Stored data
::::::::::

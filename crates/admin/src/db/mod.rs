//! Database operations for the store `PostgreSQL` database.
//!
//! # Schema: `store`
//!
//! ## Tables
//!
//! - `user` - Customer accounts (admins log in with these credentials)
//! - `product` - Catalog products
//! - `order` - Orders with JSONB checkout snapshots
//! - `newsletter` - Newsletter subscribers
//! - `verification_code` - Pending OTP verifications
//! - `session` - Session storage (tower-sessions `PostgresStore`)
//!
//! # Migrations
//!
//! Migrations live in `crates/admin/migrations/` and are applied at startup
//! via `sqlx::migrate!`.
//!
//! All queries use the runtime sqlx API (`query`/`query_as`); single-row
//! updates rely on `UPDATE ... RETURNING` so status changes are atomic
//! without multi-statement transactions.

pub mod newsletter;
pub mod orders;
pub mod products;
pub mod users;
pub mod verification_codes;

use std::time::Duration;

use secrecy::ExposeSecret;
use sqlx::PgPool;
use sqlx::postgres::PgPoolOptions;
use thiserror::Error;

pub use newsletter::SubscriberRepository;
pub use orders::OrderRepository;
pub use products::ProductRepository;
pub use users::UserRepository;
pub use verification_codes::VerificationRepository;

/// Errors that can occur during repository operations.
#[derive(Debug, Error)]
pub enum RepositoryError {
    /// Database error from sqlx.
    #[error("database error: {0}")]
    Database(#[from] sqlx::Error),

    /// Data in the database is corrupted or invalid.
    #[error("data corruption: {0}")]
    DataCorruption(String),

    /// Requested entity was not found.
    #[error("not found")]
    NotFound,

    /// Constraint violation (e.g., unique email).
    #[error("{0}")]
    Conflict(String),
}

/// Create a `PostgreSQL` connection pool with sensible defaults.
///
/// # Arguments
///
/// * `database_url` - `PostgreSQL` connection string (wrapped in `SecretString`)
///
/// # Errors
///
/// Returns `sqlx::Error` if the connection cannot be established.
pub async fn create_pool(database_url: &secrecy::SecretString) -> Result<PgPool, sqlx::Error> {
    PgPoolOptions::new()
        .max_connections(10)
        .min_connections(2)
        .acquire_timeout(Duration::from_secs(10))
        .connect(database_url.expose_secret())
        .await
}

/// Build an `ILIKE` pattern for case-insensitive substring search.
///
/// The LIKE metacharacters `%`, `_`, and `\` in the user's input are escaped
/// so a search for `100%` does not match everything.
#[must_use]
pub fn like_pattern(search: &str) -> String {
    let escaped = search
        .replace('\\', "\\\\")
        .replace('%', "\\%")
        .replace('_', "\\_");
    format!("%{escaped}%")
}

/// Treat the filter value `"all"` (or blank) as "no filter".
#[must_use]
pub fn normalize_filter(value: Option<&str>) -> Option<&str> {
    value
        .map(str::trim)
        .filter(|v| !v.is_empty() && !v.eq_ignore_ascii_case("all"))
}
//! Product catalog route handlers.

use axum::{
    Json, Router,
    extract::{Path, Query, State},
    http::StatusCode,
    response::IntoResponse,
    routing::get,
};
use serde::Deserialize;
use serde_json::json;

use boutique_core::{ListParams, ProductId};

use crate::db::{ProductRepository, normalize_filter};
use crate::error::AppError;
use crate::middleware::RequireAuth;
use crate::models::ProductInput;
use crate::state::AppState;

/// Build the products router.
pub fn router() -> Router<AppState> {
    Router::new()
        .route("/products", get(index).post(create))
        .route("/products/{id}", get(show).put(update).delete(remove))
}

/// Query parameters for the product listing.
#[derive(Debug, Deserialize)]
pub struct ProductListQuery {
    page: Option<i64>,
    limit: Option<i64>,
    search: Option<String>,
    category: Option<String>,
}

impl ProductListQuery {
    fn list_params(&self) -> ListParams {
        ListParams {
            page: self.page,
            limit: self.limit,
            search: self.search.clone(),
        }
    }
}

/// `GET /api/products`
async fn index(
    RequireAuth(_user): RequireAuth,
    State(state): State<AppState>,
    Query(query): Query<ProductListQuery>,
) -> Result<impl IntoResponse, AppError> {
    let params = query.list_params();
    let category = normalize_filter(query.category.as_deref());

    let page = ProductRepository::new(state.pool())
        .list(&params, category)
        .await?;

    Ok(Json(json!({
        "products": page.records,
        "pagination": page.meta,
    })))
}

/// `POST /api/products`
async fn create(
    RequireAuth(_user): RequireAuth,
    State(state): State<AppState>,
    Json(input): Json<ProductInput>,
) -> Result<impl IntoResponse, AppError> {
    input.validate().map_err(AppError::BadRequest)?;

    let product = ProductRepository::new(state.pool()).create(&input).await?;

    tracing::info!(product_id = %product.id, "product created");

    Ok((StatusCode::CREATED, Json(product)))
}

/// `GET /api/products/{id}`
async fn show(
    RequireAuth(_user): RequireAuth,
    State(state): State<AppState>,
    Path(id): Path<ProductId>,
) -> Result<impl IntoResponse, AppError> {
    let product = ProductRepository::new(state.pool()).get(id).await?;

    Ok(Json(product))
}

/// `PUT /api/products/{id}`
async fn update(
    RequireAuth(_user): RequireAuth,
    State(state): State<AppState>,
    Path(id): Path<ProductId>,
    Json(input): Json<ProductInput>,
) -> Result<impl IntoResponse, AppError> {
    input.validate().map_err(AppError::BadRequest)?;

    let product = ProductRepository::new(state.pool())
        .update(id, &input)
        .await?;

    Ok(Json(product))
}

/// `DELETE /api/products/{id}`
async fn remove(
    RequireAuth(_user): RequireAuth,
    State(state): State<AppState>,
    Path(id): Path<ProductId>,
) -> Result<impl IntoResponse, AppError> {
    ProductRepository::new(state.pool()).delete(id).await?;

    tracing::info!(product_id = %id, "product deleted");

    Ok(Json(json!({ "message": "Product deleted successfully" })))
}
//! Integration tests for the admin REST surface.
//!
//! These tests require:
//! - A running `PostgreSQL` database with migrations applied
//! - The admin server running (cargo run -p boutique-admin)
//! - An existing account reachable via `ADMIN_TEST_EMAIL` / `ADMIN_TEST_PASSWORD`
//!
//! Run with: cargo test -p boutique-integration-tests -- --ignored

use reqwest::{Client, StatusCode};
use serde_json::{Value, json};

/// Base URL for the admin API (configurable via environment).
fn admin_base_url() -> String {
    std::env::var("ADMIN_BASE_URL").unwrap_or_else(|_| "http://localhost:3001".to_string())
}

/// Create a client with a cookie store and log in, so subsequent requests
/// carry the session cookie.
async fn authenticated_client() -> Client {
    let client = Client::builder()
        .cookie_store(true)
        .build()
        .expect("Failed to create HTTP client");

    let base_url = admin_base_url();
    let email = std::env::var("ADMIN_TEST_EMAIL").expect("ADMIN_TEST_EMAIL not set");
    let password = std::env::var("ADMIN_TEST_PASSWORD").expect("ADMIN_TEST_PASSWORD not set");

    let resp = client
        .post(format!("{base_url}/api/auth/login"))
        .json(&json!({ "email": email, "password": password }))
        .send()
        .await
        .expect("Failed to log in");
    assert_eq!(resp.status(), StatusCode::OK, "login must succeed");

    client
}

// ============================================================================
// Health & Auth Gate
// ============================================================================

#[tokio::test]
#[ignore = "Requires running admin server and database"]
async fn test_health_endpoints() {
    let client = Client::new();
    let base_url = admin_base_url();

    let resp = client
        .get(format!("{base_url}/health"))
        .send()
        .await
        .expect("Failed to reach /health");
    assert_eq!(resp.status(), StatusCode::OK);

    let resp = client
        .get(format!("{base_url}/health/ready"))
        .send()
        .await
        .expect("Failed to reach /health/ready");
    assert_eq!(resp.status(), StatusCode::OK);
}

#[tokio::test]
#[ignore = "Requires running admin server and database"]
async fn test_unauthenticated_requests_rejected() {
    let client = Client::new();
    let base_url = admin_base_url();

    for path in [
        "/api/users",
        "/api/products",
        "/api/orders",
        "/api/orders/stats",
        "/api/newsletter",
    ] {
        let resp = client
            .get(format!("{base_url}{path}"))
            .send()
            .await
            .expect("Request failed");
        assert_eq!(resp.status(), StatusCode::UNAUTHORIZED, "{path}");

        let body: Value = resp.json().await.expect("Failed to read error body");
        assert!(body["error"].is_string(), "{path} must return an error body");
    }
}

// ============================================================================
// List & Pagination
// ============================================================================

#[tokio::test]
#[ignore = "Requires running admin server and database"]
async fn test_product_list_pagination_metadata() {
    let client = authenticated_client().await;
    let base_url = admin_base_url();

    let resp = client
        .get(format!("{base_url}/api/products?page=1&limit=10"))
        .send()
        .await
        .expect("Failed to list products");
    assert_eq!(resp.status(), StatusCode::OK);

    let body: Value = resp.json().await.expect("Failed to parse list body");
    let total = body["pagination"]["total"]
        .as_i64()
        .expect("pagination.total missing");
    assert!(body["products"].is_array());
    assert_eq!(body["pagination"]["limit"], 10);

    // A page past the end is not an error; records are empty but the
    // metadata still reflects the true total.
    let past = total / 10 + 2;
    let resp = client
        .get(format!("{base_url}/api/products?page={past}&limit=10"))
        .send()
        .await
        .expect("Failed to list products past the end");
    assert_eq!(resp.status(), StatusCode::OK);

    let body: Value = resp.json().await.expect("Failed to parse list body");
    assert_eq!(body["products"].as_array().map(Vec::len), Some(0));
    assert_eq!(body["pagination"]["total"], total);
}

#[tokio::test]
#[ignore = "Requires running admin server and database"]
async fn test_order_list_filters() {
    let client = authenticated_client().await;
    let base_url = admin_base_url();

    // "all" means no status filter.
    let resp = client
        .get(format!("{base_url}/api/orders?status=all"))
        .send()
        .await
        .expect("Failed to list orders");
    assert_eq!(resp.status(), StatusCode::OK);

    let resp = client
        .get(format!("{base_url}/api/orders?status=delivered"))
        .send()
        .await
        .expect("Failed to list delivered orders");
    assert_eq!(resp.status(), StatusCode::OK);

    // Unknown status values are rejected up front.
    let resp = client
        .get(format!("{base_url}/api/orders?status=shipped"))
        .send()
        .await
        .expect("Request failed");
    assert_eq!(resp.status(), StatusCode::BAD_REQUEST);
}

// ============================================================================
// Order Status & Stats
// ============================================================================

#[tokio::test]
#[ignore = "Requires running admin server and database"]
async fn test_order_status_update_rejects_unknown_value() {
    let client = authenticated_client().await;
    let base_url = admin_base_url();

    let resp = client
        .patch(format!("{base_url}/api/orders/1"))
        .json(&json!({ "status": "shipped" }))
        .send()
        .await
        .expect("Request failed");
    assert_eq!(resp.status(), StatusCode::BAD_REQUEST);
}

#[tokio::test]
#[ignore = "Requires running admin server and database"]
async fn test_order_stats_document_shape() {
    let client = authenticated_client().await;
    let base_url = admin_base_url();

    let resp = client
        .get(format!("{base_url}/api/orders/stats"))
        .send()
        .await
        .expect("Failed to fetch stats");
    assert_eq!(resp.status(), StatusCode::OK);

    let body: Value = resp.json().await.expect("Failed to parse stats body");

    // Every status bucket is present even when empty.
    for status in ["pending", "processing", "delivered", "cancelled"] {
        assert!(body["statusStats"][status]["count"].is_i64(), "{status}");
        assert!(
            body["statusStats"][status]["totalAmount"].is_string(),
            "{status}"
        );
    }

    // Six trailing months, ascending.
    let months = body["monthlyStats"].as_array().expect("monthlyStats array");
    assert_eq!(months.len(), 6);
    let keys: Vec<&str> = months
        .iter()
        .map(|m| m["month"].as_str().expect("month key"))
        .collect();
    let mut sorted = keys.clone();
    sorted.sort_unstable();
    assert_eq!(keys, sorted);

    assert!(body["shippingZoneStats"].is_array());
}

// ============================================================================
// Registration
// ============================================================================

#[tokio::test]
#[ignore = "Requires running admin server and database"]
async fn test_register_rejects_existing_email_before_sms() {
    let client = Client::new();
    let base_url = admin_base_url();
    let email = std::env::var("ADMIN_TEST_EMAIL").expect("ADMIN_TEST_EMAIL not set");

    let resp = client
        .post(format!("{base_url}/api/auth/register"))
        .json(&json!({ "email": email, "phone": "+15550000000" }))
        .send()
        .await
        .expect("Request failed");
    assert_eq!(resp.status(), StatusCode::BAD_REQUEST);

    let body: Value = resp.json().await.expect("Failed to read error body");
    let message = body["error"].as_str().expect("error message");
    assert!(message.contains("email"), "got: {message}");
}
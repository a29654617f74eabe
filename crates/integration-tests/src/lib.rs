//! Integration tests for the boutique back-office API.
//!
//! The tests in `tests/` exercise the running HTTP server end to end and are
//! ignored by default because they need a live environment:
//!
//! ```bash
//! # Start PostgreSQL and apply migrations, then run the server
//! cargo run -p boutique-admin
//!
//! # Run the integration suite against it
//! ADMIN_BASE_URL=http://localhost:3001 \
//! ADMIN_TEST_EMAIL=... ADMIN_TEST_PASSWORD=... \
//!     cargo test -p boutique-integration-tests -- --ignored
//! ```
//!
//! Unit tests for the pure logic (pagination math, filter normalization,
//! status parsing, wire shapes) live in `#[cfg(test)]` modules next to the
//! code they cover.
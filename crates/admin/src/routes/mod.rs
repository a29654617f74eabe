//! HTTP route handlers for the admin API.
//!
//! # Route Structure
//!
//! ```text
//! GET  /health                     - Health check
//!
//! # Auth (session cookie, no auth required)
//! POST /api/auth/login             - Log in with email and password
//! POST /api/auth/logout            - Log out
//! POST /api/auth/register          - Start signup (sends SMS code)
//! POST /api/auth/register/verify   - Finish signup (checks SMS code)
//!
//! # Customers
//! GET    /api/users                - Customer listing
//! DELETE /api/users/{id}           - Delete customer
//!
//! # Products
//! GET    /api/products             - Product listing
//! POST   /api/products             - Create product
//! GET    /api/products/{id}        - Product detail
//! PUT    /api/products/{id}        - Replace product
//! DELETE /api/products/{id}        - Delete product
//!
//! # Orders
//! GET   /api/orders                - Order listing
//! GET   /api/orders/stats          - Dashboard statistics
//! PATCH /api/orders/{id}           - Move order status
//!
//! # Newsletter
//! GET    /api/newsletter           - Subscriber listing
//! DELETE /api/newsletter/{id}      - Remove subscriber
//! ```
//!
//! Everything under `/api` except the auth routes requires a logged-in
//! session and answers 401 otherwise.

pub mod auth;
pub mod health;
pub mod newsletter;
pub mod orders;
pub mod products;
pub mod users;

use axum::Router;

use crate::state::AppState;

/// Build the full application router.
pub fn routes() -> Router<AppState> {
    Router::new()
        .merge(health::router())
        .nest(
            "/api",
            Router::new()
                .merge(auth::router())
                .merge(users::router())
                .merge(products::router())
                .merge(orders::router())
                .merge(newsletter::router()),
        )
}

::::::::::

EXERCISE DESCRIPTION: Whichever lines of the records above hold the word "sqlx" should all be copied out.

EXERCISE RESPONSE:
//! via `sqlx::migrate!`.
//! All queries use the runtime sqlx API (`query`/`query_as`); single-row
use sqlx::PgPool;
use sqlx::postgres::PgPoolOptions;
    /// Database error from sqlx.
    Database(#[from] sqlx::Error),
/// Returns `sqlx::Error` if the connection cannot be established.
pub async fn create_pool(database_url: &secrecy::SecretString) -> Result<PgPool, sqlx::Error> {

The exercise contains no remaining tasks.